╭──

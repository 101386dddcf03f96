use chrono::NaiveDateTime;
use serde::{Deserialize, Serialize};

use crate::domain::progress::return_progress_percent;
use crate::domain::stage::ReturnStage;
use crate::domain::types::{ClientEmail, ClientId, ClientName, HubId};

#[derive(Clone, Debug, Serialize, Deserialize, PartialEq)]
pub struct Client {
    pub id: ClientId,
    pub hub_id: HubId,
    pub name: ClientName,
    pub email: Option<ClientEmail>,
    /// Legacy pipeline pointer; `None` until an admin records a stage.
    pub return_stage: Option<ReturnStage>,
    pub archived: bool,
    pub created_at: NaiveDateTime,
    pub updated_at: NaiveDateTime,
}

impl Client {
    /// Stage reported to readers; absence reads as the initial stage.
    pub fn current_stage(&self) -> ReturnStage {
        self.return_stage.unwrap_or_default()
    }

    pub fn progress_percent(&self) -> u8 {
        return_progress_percent(self.current_stage())
    }

    pub fn is_complete(&self) -> bool {
        self.current_stage() == ReturnStage::terminal()
    }
}

#[derive(Clone, Debug, PartialEq)]
pub struct NewClient {
    pub hub_id: HubId,
    pub name: ClientName,
    pub email: Option<ClientEmail>,
}

impl NewClient {
    #[must_use]
    pub fn new(hub_id: HubId, name: ClientName, email: Option<ClientEmail>) -> Self {
        Self {
            hub_id,
            name,
            email,
        }
    }
}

╰──

* _Required work_
The answer is each line in which the word "struct" occurs, copied from the material above.

* _Response to this task_
pub struct Client {
pub struct NewClient {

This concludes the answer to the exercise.